**Dataset entries**:
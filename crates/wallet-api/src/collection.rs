//! Generic CRUD access to one backend collection.

use serde::de::DeserializeOwned;
use serde::Serialize;
use std::marker::PhantomData;
use wallet_auth::{ApiClient, ClientResult};

/// A collection endpoint such as `currencies/`, with items at `currencies/{id}`.
pub struct Collection<T> {
    client: ApiClient,
    path: &'static str,
    _item: PhantomData<fn() -> T>,
}

impl<T> Clone for Collection<T> {
    fn clone(&self) -> Self {
        Self {
            client: self.client.clone(),
            path: self.path,
            _item: PhantomData,
        }
    }
}

impl<T: DeserializeOwned> Collection<T> {
    /// `path` must end with a slash.
    pub fn new(client: ApiClient, path: &'static str) -> Self {
        Self {
            client,
            path,
            _item: PhantomData,
        }
    }

    pub fn path(&self) -> &'static str {
        self.path
    }

    fn item_path(&self, id: i64) -> String {
        format!("{}{}", self.path, id)
    }

    pub async fn list(&self) -> ClientResult<Vec<T>> {
        self.client.get(self.path).await
    }

    /// List with query parameters; `None` fields are omitted.
    pub async fn list_with<Q: Serialize + ?Sized>(&self, query: &Q) -> ClientResult<Vec<T>> {
        self.client.get_with_query(self.path, query).await
    }

    pub async fn create<B: Serialize + ?Sized>(&self, body: &B) -> ClientResult<T> {
        self.client.post(self.path, body).await
    }

    pub async fn update<B: Serialize + ?Sized>(&self, id: i64, body: &B) -> ClientResult<T> {
        self.client.put(&self.item_path(id), body).await
    }

    pub async fn delete(&self, id: i64) -> ClientResult<()> {
        self.client.delete(&self.item_path(id)).await
    }
}
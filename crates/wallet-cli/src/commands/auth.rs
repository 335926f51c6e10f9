//! Authentication commands.

use super::{prompt_line, prompt_password, Context};
use crate::output::{self, print_json};
use anyhow::Result;
use serde_json::json;

/// Login with email and password. Replaces any persisted session.
pub async fn login(ctx: &Context) -> Result<()> {
    let email = prompt_line("Email: ")?;
    let password = prompt_password("Password: ")?;

    let identity = ctx.store.login(&email, &password).await?;
    output::print_success(&format!("Logged in as {}", identity.email), ctx.format);
    Ok(())
}

/// Create an account and sign in.
pub async fn register(ctx: &Context) -> Result<()> {
    let email = prompt_line("Email: ")?;
    let password = prompt_password("Password: ")?;
    let confirm = prompt_password("Confirm password: ")?;
    if password != confirm {
        anyhow::bail!("Passwords do not match");
    }

    let identity = ctx.store.register(&email, &password).await?;
    output::print_success(&format!("Registered and logged in as {}", identity.email), ctx.format);
    Ok(())
}

/// Logout and clear the persisted session.
pub async fn logout(ctx: &Context) -> Result<()> {
    if !ctx.store.has_session() {
        output::print_success("Not logged in", ctx.format);
        return Ok(());
    }

    ctx.store.logout().await;
    output::print_success("Logged out successfully", ctx.format);
    Ok(())
}

/// Show the signed-in user.
pub async fn whoami(ctx: &Context) -> Result<()> {
    ctx.require_session()?;
    let identity = ctx.store.fetch_identity().await?;

    if ctx.format.is_json() {
        print_json(&identity);
    } else {
        output::print_row("User ID", &identity.id.to_string());
        output::print_row("Email", &identity.email);
    }
    Ok(())
}

/// Check authentication status without failing when signed out.
pub async fn status(ctx: &Context) -> Result<()> {
    let identity = match ctx.store.restore().await {
        Ok(identity) => identity,
        Err(e) => {
            tracing::debug!(error = %e, "Persisted session rejected");
            None
        }
    };
    let state = ctx.store.state();

    if ctx.format.is_json() {
        print_json(&json!({
            "api_url": ctx.client().base_url(),
            "log_level": ctx.config.log_level,
            "state": state,
            "logged_in": identity.is_some(),
            "user": identity,
        }));
        return Ok(());
    }

    output::print_row("API", ctx.client().base_url());
    output::print_row("Config", &ctx.paths.config_file().display().to_string());
    output::print_row("Log level", &ctx.config.log_level);
    match identity {
        Some(identity) => {
            output::print_row("Auth", "logged in");
            output::print_row("Email", &identity.email);
        }
        None => output::print_row("Auth", "not logged in"),
    }
    Ok(())
}
//! In-memory cache of the reference lists.

use crate::{
    Currency, ExpenseCategory, IncomeSource, References, StorageAccount, StorageLocation,
};
use std::collections::HashMap;
use tracing::debug;
use wallet_auth::ClientResult;

const UNKNOWN: &str = "?";

/// A list plus an id index into it.
#[derive(Debug)]
struct Indexed<T> {
    items: Vec<T>,
    by_id: HashMap<i64, usize>,
}

impl<T> Default for Indexed<T> {
    fn default() -> Self {
        Self {
            items: Vec::new(),
            by_id: HashMap::new(),
        }
    }
}

impl<T> Indexed<T> {
    fn build(items: Vec<T>, id: impl Fn(&T) -> i64) -> Self {
        let by_id = items
            .iter()
            .enumerate()
            .map(|(idx, item)| (id(item), idx))
            .collect();
        Self { items, by_id }
    }

    fn get(&self, id: i64) -> Option<&T> {
        self.by_id.get(&id).map(|&idx| &self.items[idx])
    }
}

/// Reference data loaded once and looked up by id.
pub struct ReferenceCache {
    references: References,
    currencies: Indexed<Currency>,
    storage_locations: Indexed<StorageLocation>,
    storage_accounts: Indexed<StorageAccount>,
    income_sources: Indexed<IncomeSource>,
    expense_categories: Indexed<ExpenseCategory>,
    loaded: bool,
}

impl ReferenceCache {
    pub fn new(references: References) -> Self {
        Self {
            references,
            currencies: Indexed::default(),
            storage_locations: Indexed::default(),
            storage_accounts: Indexed::default(),
            income_sources: Indexed::default(),
            expense_categories: Indexed::default(),
            loaded: false,
        }
    }

    /// Fetch all five lists concurrently. On any failure the cache keeps
    /// its previous contents.
    pub async fn fetch_all(&mut self) -> ClientResult<()> {
        let refs = &self.references;
        let (currencies, locations, accounts, sources, categories) = tokio::try_join!(
            refs.currencies.list(),
            refs.storage_locations.list(),
            refs.storage_accounts.list(),
            refs.income_sources.list(),
            refs.expense_categories.list(),
        )?;

        debug!(
            currencies = currencies.len(),
            storage_locations = locations.len(),
            storage_accounts = accounts.len(),
            income_sources = sources.len(),
            expense_categories = categories.len(),
            "Reference data loaded"
        );

        self.currencies = Indexed::build(currencies, |c| c.id);
        self.storage_locations = Indexed::build(locations, |l| l.id);
        self.storage_accounts = Indexed::build(accounts, |a| a.id);
        self.income_sources = Indexed::build(sources, |s| s.id);
        self.expense_categories = Indexed::build(categories, |c| c.id);
        self.loaded = true;
        Ok(())
    }

    pub fn loaded(&self) -> bool {
        self.loaded
    }

    pub fn currencies(&self) -> &[Currency] {
        &self.currencies.items
    }

    pub fn storage_locations(&self) -> &[StorageLocation] {
        &self.storage_locations.items
    }

    pub fn storage_accounts(&self) -> &[StorageAccount] {
        &self.storage_accounts.items
    }

    pub fn income_sources(&self) -> &[IncomeSource] {
        &self.income_sources.items
    }

    pub fn expense_categories(&self) -> &[ExpenseCategory] {
        &self.expense_categories.items
    }

    pub fn currency(&self, id: i64) -> Option<&Currency> {
        self.currencies.get(id)
    }

    pub fn storage_location(&self, id: i64) -> Option<&StorageLocation> {
        self.storage_locations.get(id)
    }

    pub fn storage_account(&self, id: i64) -> Option<&StorageAccount> {
        self.storage_accounts.get(id)
    }

    pub fn income_source(&self, id: i64) -> Option<&IncomeSource> {
        self.income_sources.get(id)
    }

    pub fn expense_category(&self, id: i64) -> Option<&ExpenseCategory> {
        self.expense_categories.get(id)
    }

    /// `"<location> <currency code>"`, with `?` for whichever part is unknown.
    pub fn storage_account_label(&self, account: &StorageAccount) -> String {
        let location = self
            .storage_location(account.storage_location_id)
            .map_or(UNKNOWN, |l| l.name.as_str());
        let code = self
            .currency(account.currency_id)
            .map_or(UNKNOWN, |c| c.code.as_str());
        format!("{location} {code}")
    }

    pub fn storage_account_label_by_id(&self, id: i64) -> String {
        match self.storage_account(id) {
            Some(account) => self.storage_account_label(account),
            None => UNKNOWN.to_string(),
        }
    }
}
//! Scenario tests for the request pipeline and session store.
//!
//! Each scenario runs against a `wiremock` server standing in for the
//! backend under `/api`.
//!
//! - `refresh.rs`      - single-flight refresh, queueing, stale credentials, retry cap
//! - `passthrough.rs`  - auth-domain passthrough, classification, notifications
//! - `teardown.rs`     - unrecoverable 401s and failed refreshes
//! - `session.rs`      - login, restore, identity, logout, account changes

mod refresh;
mod session;

use crate::{
    ApiClient, ClientOptions, Identity, RecordingNotifier, RecordingRedirect, SessionStore,
};
use serde_json::{json, Value};
use std::sync::Arc;
use wallet_storage::{TokenPair, TokenVault};
use wiremock::matchers::{header, method, path};
use wiremock::{Mock, MockServer, ResponseTemplate};

/// A client wired to a mock backend with recording hooks.
pub(crate) struct Harness {
    pub server: MockServer,
    pub client: ApiClient,
    pub store: SessionStore,
    pub notifier: Arc<RecordingNotifier>,
    pub redirect: Arc<RecordingRedirect>,
}

impl Harness {
    pub async fn start() -> Self {
        Self::with_vault(TokenVault::in_memory()).await
    }

    pub async fn with_vault(vault: TokenVault) -> Self {
        let server = MockServer::start().await;
        let client =
            ApiClient::new(ClientOptions::new(format!("{}/api", server.uri())), vault).unwrap();

        let notifier = Arc::new(RecordingNotifier::new());
        let redirect = Arc::new(RecordingRedirect::new());
        client.register_sink(notifier.clone());
        client.set_login_redirect(redirect.clone());

        Self {
            server,
            store: SessionStore::new(client.clone()),
            client,
            notifier,
            redirect,
        }
    }

    /// Install a token pair as if a login had happened.
    pub fn seed(&self, access_token: &str, refresh_token: &str) {
        self.client
            .session()
            .replace_tokens(&TokenPair::new(access_token, refresh_token))
            .unwrap();
    }

    pub fn seed_identity(&self, id: i64, email: &str) {
        self.client
            .session()
            .set_identity(Identity {
                id,
                email: email.to_string(),
            })
            .unwrap();
    }
}

pub(crate) fn bearer(token: &str) -> String {
    format!("Bearer {}", token)
}

/// 401 in the legacy shape, as sent for an expired access token.
pub(crate) fn expired() -> ResponseTemplate {
    ResponseTemplate::new(401).set_body_json(json!({ "detail": "Not authenticated" }))
}

pub(crate) fn structured(status: u16, code: &str, message: &str) -> ResponseTemplate {
    ResponseTemplate::new(status).set_body_json(json!({ "code": code, "message": message }))
}

pub(crate) fn tokens(access_token: &str, refresh_token: &str) -> ResponseTemplate {
    ResponseTemplate::new(200).set_body_json(json!({
        "access_token": access_token,
        "refresh_token": refresh_token,
        "token_type": "bearer",
    }))
}

/// Basic workflow: an authenticated request carries the bearer token and
/// passes a 2xx through unchanged.
#[tokio::test]
async fn basic_workflow() {
    let h = Harness::start().await;
    h.seed("a-1", "r-1");

    Mock::given(method("GET"))
        .and(path("/api/currencies/"))
        .and(header("authorization", bearer("a-1").as_str()))
        .respond_with(
            ResponseTemplate::new(200).set_body_json(json!([{ "id": 1, "code": "EUR" }])),
        )
        .expect(1)
        .mount(&h.server)
        .await;

    let currencies: Vec<Value> = h.client.get("currencies/").await.unwrap();

    assert_eq!(currencies.len(), 1);
    assert_eq!(currencies[0]["code"], "EUR");
    assert!(h.notifier.is_empty());
    assert!(!h.redirect.was_called());
}

#[tokio::test]
async fn unauthenticated_request_has_no_authorization_header() {
    let h = Harness::start().await;

    Mock::given(method("GET"))
        .and(path("/api/health"))
        .respond_with(ResponseTemplate::new(200).set_body_json(json!({ "status": "ok" })))
        .mount(&h.server)
        .await;

    let _: Value = h.client.get("health").await.unwrap();

    let requests = h.server.received_requests().await.unwrap();
    assert_eq!(requests.len(), 1);
    assert!(!requests[0].headers.contains_key("authorization"));
}
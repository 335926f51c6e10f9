//! Client error types.

use crate::classify::{classify, is_auth_domain_code, ErrorInfo};
use serde_json::Value;
use std::fmt;
use thiserror::Error;

/// A non-2xx response, classified.
#[derive(Debug, Clone, PartialEq)]
pub struct ApiFailure {
    /// HTTP status code
    pub status: u16,
    /// Structured error code (`auth/...`, `resource/...`), absent for legacy payloads
    pub code: Option<String>,
    /// Presentable message
    pub message: String,
    /// Optional extra detail from the structured shape
    pub detail: Option<String>,
    /// Raw payload, `Null` when the body was not JSON
    pub body: Value,
}

impl ApiFailure {
    /// Classify a raw response body.
    pub fn from_body(status: u16, body: &[u8]) -> Self {
        let payload: Value = serde_json::from_slice(body).unwrap_or(Value::Null);
        let ErrorInfo { code, message } = classify(&payload);
        let detail = code
            .as_ref()
            .and_then(|_| payload.get("detail"))
            .and_then(Value::as_str)
            .map(str::to_string);

        Self {
            status,
            code,
            message,
            detail,
            body: payload,
        }
    }

    /// Whether the code belongs to the auth domain.
    pub fn is_auth_domain(&self) -> bool {
        is_auth_domain_code(self.code.as_deref())
    }
}

impl fmt::Display for ApiFailure {
    fn fmt(&self, f: &mut fmt::Formatter<'_>) -> fmt::Result {
        match &self.code {
            Some(code) => write!(f, "{} ({}, HTTP {})", self.message, code, self.status),
            None => write!(f, "{} (HTTP {})", self.message, self.status),
        }
    }
}

/// Why a token refresh did not produce a new token.
#[derive(Debug, Clone, PartialEq, Eq)]
pub struct RefreshFailure {
    /// Status of the refresh response, absent when none was received
    pub status: Option<u16>,
    pub code: Option<String>,
    pub message: String,
}

impl RefreshFailure {
    pub fn new(status: Option<u16>, code: Option<String>, message: impl Into<String>) -> Self {
        Self {
            status,
            code,
            message: message.into(),
        }
    }

    /// The refreshing task went away before settling.
    pub fn abandoned() -> Self {
        Self::new(None, None, "Token refresh was abandoned")
    }

    /// The session ended while the refresh was in flight.
    pub fn session_ended() -> Self {
        Self::new(None, None, "Session ended before token refresh completed")
    }
}

impl From<&ApiFailure> for RefreshFailure {
    fn from(failure: &ApiFailure) -> Self {
        Self::new(Some(failure.status), failure.code.clone(), failure.message.clone())
    }
}

impl From<&reqwest::Error> for RefreshFailure {
    fn from(error: &reqwest::Error) -> Self {
        Self::new(error.status().map(|s| s.as_u16()), None, error.to_string())
    }
}

impl fmt::Display for RefreshFailure {
    fn fmt(&self, f: &mut fmt::Formatter<'_>) -> fmt::Result {
        match self.status {
            Some(status) => write!(f, "{} (HTTP {})", self.message, status),
            None => f.write_str(&self.message),
        }
    }
}

/// Client error type.
#[derive(Error, Debug)]
pub enum ClientError {
    /// No response was obtained (connect, timeout, body read)
    #[error("Transport error: {0}")]
    Transport(#[from] reqwest::Error),

    /// 401 without an auth-domain code that could not be recovered
    #[error("Session expired: {0}")]
    AuthExpired(ApiFailure),

    /// 401 with an auth-domain code, returned untouched
    #[error("{0}")]
    AuthDomain(ApiFailure),

    /// The refresh endpoint rejected the refresh token
    #[error("Token refresh failed: {0}")]
    RefreshFailed(RefreshFailure),

    /// Any other non-2xx response
    #[error("{0}")]
    Api(ApiFailure),

    /// Token storage error
    #[error("Storage error: {0}")]
    Storage(#[from] wallet_storage::StorageError),

    /// JSON error
    #[error("JSON error: {0}")]
    Json(#[from] serde_json::Error),

    /// URL parse error
    #[error("Invalid URL: {0}")]
    InvalidUrl(#[from] url::ParseError),

    /// Invalid state transition in the session FSM
    #[error("Invalid auth state transition: {0}")]
    InvalidStateTransition(String),

    /// Operation needs a session and there is none
    #[error("Not logged in")]
    NotLoggedIn,

    /// Configuration error
    #[error("Configuration error: {0}")]
    Config(String),
}

impl ClientError {
    /// HTTP status of the failure, if a response was received.
    pub fn status(&self) -> Option<u16> {
        match self {
            ClientError::AuthExpired(f) | ClientError::AuthDomain(f) | ClientError::Api(f) => {
                Some(f.status)
            }
            ClientError::RefreshFailed(f) => f.status,
            ClientError::Transport(e) => e.status().map(|s| s.as_u16()),
            _ => None,
        }
    }

    /// Structured error code, if any.
    pub fn code(&self) -> Option<&str> {
        match self {
            ClientError::AuthExpired(f) | ClientError::AuthDomain(f) | ClientError::Api(f) => {
                f.code.as_deref()
            }
            ClientError::RefreshFailed(f) => f.code.as_deref(),
            _ => None,
        }
    }

    /// Whether this failure carries an auth-domain code.
    pub fn is_auth_domain(&self) -> bool {
        is_auth_domain_code(self.code())
    }

    /// Returns true if this error is transient and the operation can be retried.
    pub fn is_transient(&self) -> bool {
        match self {
            ClientError::Transport(e) => e.is_connect() || e.is_timeout(),
            ClientError::Api(f) => f.status >= 500,
            _ => false,
        }
    }
}

impl From<wallet_core::CoreError> for ClientError {
    fn from(error: wallet_core::CoreError) -> Self {
        ClientError::Config(error.to_string())
    }
}

/// Result type alias using ClientError.
pub type ClientResult<T> = Result<T, ClientError>;
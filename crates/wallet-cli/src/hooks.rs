//! Terminal implementations of the client's notification and redirect hooks.

use crate::output::OutputFormat;
use serde_json::json;
use std::sync::atomic::{AtomicBool, Ordering};
use wallet_auth::{LoginRedirect, Notification, NotificationSink};

/// Prints notifications to stderr.
pub struct StderrNotifier {
    format: OutputFormat,
}

impl StderrNotifier {
    pub fn new(format: OutputFormat) -> Self {
        Self { format }
    }
}

impl NotificationSink for StderrNotifier {
    fn notify(&self, notification: &Notification) {
        match self.format {
            OutputFormat::Text => eprintln!("{}: {}", notification.summary, notification.detail),
            OutputFormat::Json => eprintln!("{}", json!({ "notification": notification })),
        }
    }
}

/// Tells the user to sign in again and remembers that it did.
#[derive(Default)]
pub struct TerminalRedirect {
    triggered: AtomicBool,
}

impl TerminalRedirect {
    pub fn new() -> Self {
        Self::default()
    }

    pub fn triggered(&self) -> bool {
        self.triggered.load(Ordering::SeqCst)
    }
}

impl LoginRedirect for TerminalRedirect {
    fn force_login_redirect(&self) {
        if !self.triggered.swap(true, Ordering::SeqCst) {
            eprintln!("Session expired. Run `wallet login` to sign in again.");
        }
    }
}

#[cfg(test)]
mod tests {
    use super::*;

    #[test]
    fn redirect_is_sticky() {
        let redirect = TerminalRedirect::new();
        assert!(!redirect.triggered());

        redirect.force_login_redirect();
        redirect.force_login_redirect();
        assert!(redirect.triggered());
    }
}
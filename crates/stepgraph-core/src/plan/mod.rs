//! Plan construction: response extraction, validation, ordering, assembly.

pub mod assemble;
pub mod error;
pub mod extract;
pub mod graph;
pub mod normalize;
pub mod pipeline;
pub mod prompt;
pub mod resolve;
pub mod types;

pub use assemble::{assemble_plan, next_plan_id};
pub use error::{EXCERPT_LIMIT, PlanError, ValidationError};
pub use extract::{DependencyRef, ExtractedResponse, RawStepRecord, extract_response};
pub use graph::{AcyclicGraph, StepGraph};
pub use normalize::{NormalizedRecord, normalize_record, validate_path};
pub use pipeline::{DEFAULT_MAX_STEPS, PlanPolicy, build_plan};
pub use prompt::{PromptContext, build_prompt};
pub use resolve::resolve_dependencies;
pub use types::{Action, ActionParseError, PlanStep, Step, TaskPlan, step_id};
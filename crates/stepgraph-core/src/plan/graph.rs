//! The step graph: an arena of steps indexed by input position.
//!
//! Edges are stored on each [`Step`] as the set of sequences it depends on.
//! Cycle detection turns a [`StepGraph`] into an [`AcyclicGraph`], and only
//! the latter can be ordered.

use std::cmp::Reverse;
use std::collections::BinaryHeap;

use tracing::debug;

use super::error::{PlanError, ValidationError};
use super::types::Step;

/// Validated steps whose dependency relation has not yet been checked.
///
/// Arena invariant: `steps[i].sequence == i + 1` and every dependency is a
/// sequence in `1..=steps.len()`. [`StepGraph::new`] enforces it.
#[derive(Debug, Clone)]
pub struct StepGraph {
    steps: Vec<Step>,
}

#[derive(Debug, Clone, Copy, PartialEq, Eq)]
enum Mark {
    Unvisited,
    InProgress,
    Done,
}

impl StepGraph {
    /// Build a graph from steps in input order.
    ///
    /// Rejects steps whose `sequence` is not their 1-based position and
    /// dependencies that name no step in the graph.
    pub fn new(steps: Vec<Step>) -> Result<Self, ValidationError> {
        let len = steps.len();
        for (i, step) in steps.iter().enumerate() {
            if step.sequence != i + 1 {
                return Err(ValidationError::InvalidField {
                    record: i + 1,
                    field: "sequence",
                    reason: format!("is {} but the step is at position {}", step.sequence, i + 1),
                });
            }
            if let Some(dep) = step.depends_on.iter().find(|d| !(1..=len).contains(*d)) {
                return Err(ValidationError::UnknownDependency {
                    step: step.declared_number,
                    id: step.id.clone(),
                    reference: dep.to_string(),
                });
            }
        }
        Ok(Self { steps })
    }

    pub fn steps(&self) -> &[Step] {
        &self.steps
    }

    /// Find one edge that closes a cycle, as `(step index, dependency index)`.
    ///
    /// Iterative three-color depth-first search. Roots are tried in input
    /// order and edges in ascending order, so the reported edge is stable.
    pub fn find_cycle_edge(&self) -> Option<(usize, usize)> {
        let deps: Vec<Vec<usize>> = self
            .steps
            .iter()
            .map(|s| s.depends_on.iter().map(|d| d - 1).collect())
            .collect();
        let mut marks = vec![Mark::Unvisited; deps.len()];

        for root in 0..deps.len() {
            if marks[root] != Mark::Unvisited {
                continue;
            }
            marks[root] = Mark::InProgress;
            let mut stack = vec![(root, 0usize)];

            while let Some(frame) = stack.last_mut() {
                let (node, next) = *frame;
                match deps[node].get(next) {
                    Some(&dep) => {
                        frame.1 += 1;
                        match marks[dep] {
                            Mark::InProgress => return Some((node, dep)),
                            Mark::Unvisited => {
                                marks[dep] = Mark::InProgress;
                                stack.push((dep, 0));
                            }
                            Mark::Done => {}
                        }
                    }
                    None => {
                        marks[node] = Mark::Done;
                        stack.pop();
                    }
                }
            }
        }

        None
    }

    /// Confirm the graph is acyclic, or report an edge on a cycle.
    pub fn check_acyclic(self) -> Result<AcyclicGraph, PlanError> {
        if let Some((step, dep)) = self.find_cycle_edge() {
            return Err(PlanError::Cycle {
                step: self.steps[step].id.clone(),
                dependency: self.steps[dep].id.clone(),
            });
        }
        debug!(steps = self.steps.len(), "dependency graph is acyclic");
        Ok(AcyclicGraph { steps: self.steps })
    }
}

/// A step graph known to contain no cycles.
#[derive(Debug, Clone)]
pub struct AcyclicGraph {
    steps: Vec<Step>,
}

impl AcyclicGraph {
    pub fn steps(&self) -> &[Step] {
        &self.steps
    }

    /// Arena indices in dependency order.
    ///
    /// Kahn's algorithm with a min-heap of ready steps: whenever several steps
    /// are ready, the one that came first in the input goes next.
    pub fn topological_order(&self) -> Vec<usize> {
        let n = self.steps.len();
        let mut remaining: Vec<usize> = self.steps.iter().map(|s| s.depends_on.len()).collect();
        let mut dependents: Vec<Vec<usize>> = vec![Vec::new(); n];
        for (i, step) in self.steps.iter().enumerate() {
            for dep in &step.depends_on {
                dependents[dep - 1].push(i);
            }
        }

        let mut ready: BinaryHeap<Reverse<usize>> = remaining
            .iter()
            .enumerate()
            .filter(|(_, count)| **count == 0)
            .map(|(i, _)| Reverse(i))
            .collect();

        let mut order = Vec::with_capacity(n);
        while let Some(Reverse(i)) = ready.pop() {
            order.push(i);
            for &j in &dependents[i] {
                remaining[j] -= 1;
                if remaining[j] == 0 {
                    ready.push(Reverse(j));
                }
            }
        }

        debug_assert_eq!(order.len(), n, "acyclic graph must order every step");
        order
    }

    /// Consume the graph, returning its steps in dependency order.
    pub fn into_ordered_steps(self) -> Vec<Step> {
        let order = self.topological_order();
        let mut slots: Vec<Option<Step>> = self.steps.into_iter().map(Some).collect();
        order
            .into_iter()
            .filter_map(|i| slots[i].take())
            .collect()
    }
}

**REQUIREMENT**:
Copy all lines from the entries that contain the word "legacy".

**ANSWER**:
/// 401 in the legacy shape, as sent for an expired access token.
    /// Structured error code (`auth/...`, `resource/...`), absent for legacy payloads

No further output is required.